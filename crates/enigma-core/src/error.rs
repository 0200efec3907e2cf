//! Engine error types.

use thiserror::Error;

use crate::plugboard::PlugRejection;

/// Errors from building or reconfiguring a machine.
#[derive(Debug, Clone, PartialEq, Eq, Error)]
pub enum ConfigError {
    /// Rotor name is not in the stepping rotor catalog.
    #[error("unknown rotor: {name}")]
    UnknownRotor {
        /// The name that failed to resolve.
        name: String,
    },

    /// Rotor name is not in the fourth (non-stepping) rotor catalog.
    #[error("unknown fourth rotor: {name}")]
    UnknownFourthRotor {
        /// The name that failed to resolve.
        name: String,
    },

    /// Reflector name is not in the reflector catalog.
    #[error("unknown reflector: {name}")]
    UnknownReflector {
        /// The name that failed to resolve.
        name: String,
    },

    /// Character is not a letter of the alphabet.
    #[error("invalid letter: {character:?}")]
    InvalidLetter {
        /// The offending character.
        character: char,
    },

    /// A rotor position or ring setting string could not be parsed.
    #[error("invalid rotor settings {input:?}: {reason}")]
    InvalidSettings {
        /// The input as given.
        input: String,
        /// Why it was rejected.
        reason: String,
    },

    /// Strict plugboard parsing rejected a token.
    #[error("rejected plugboard token {token:?}: {reason}")]
    InvalidPlug {
        /// The token as given.
        token: String,
        /// Why it was rejected.
        reason: PlugRejection,
    },

    /// Operation targets the fourth rotor but none is installed.
    #[error("no fourth rotor installed")]
    NoFourthRotor,
}

/// Errors from operating a machine.
#[derive(Debug, Clone, PartialEq, Eq, Error)]
pub enum EnigmaError {
    /// Message contains a character that is neither A-Z nor a space.
    #[error("invalid character {character:?} at index {index}")]
    InvalidCharacter {
        /// The offending character.
        character: char,
        /// Zero-based character index within the message.
        index: usize,
    },

    /// Configuration was rejected.
    #[error("configuration error: {0}")]
    Configuration(#[from] ConfigError),
}

impl EnigmaError {
    /// Returns true if the error was caused by message input rather than
    /// configuration.
    ///
    /// Input errors are fixed by correcting the message; the machine is
    /// still configured as before.
    pub fn is_input_error(&self) -> bool {
        match self {
            Self::InvalidCharacter { .. } => true,
            Self::Configuration(_) => false,
        }
    }
}

#[cfg(test)]
mod tests {
    use super::*;

    #[test]
    fn invalid_character_display() {
        let err = EnigmaError::InvalidCharacter { character: '7', index: 3 };
        assert_eq!(err.to_string(), "invalid character '7' at index 3");
        assert!(err.is_input_error());
    }

    #[test]
    fn unknown_rotor_names_identity() {
        let err = ConfigError::UnknownRotor { name: "IX".to_string() };
        assert_eq!(err.to_string(), "unknown rotor: IX");
    }

    #[test]
    fn configuration_wraps_config_error() {
        let err: EnigmaError = ConfigError::UnknownReflector { name: "D".to_string() }.into();
        assert_eq!(err.to_string(), "configuration error: unknown reflector: D");
        assert!(!err.is_input_error());
    }

    #[test]
    fn invalid_plug_display() {
        let err = ConfigError::InvalidPlug {
            token: "AA".to_string(),
            reason: PlugRejection::SameLetter,
        };
        assert_eq!(err.to_string(), "rejected plugboard token \"AA\": letter plugged to itself");
    }
}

## Work required
Give only the number of lines in the data that include the string "ConfigError".

## Response area
5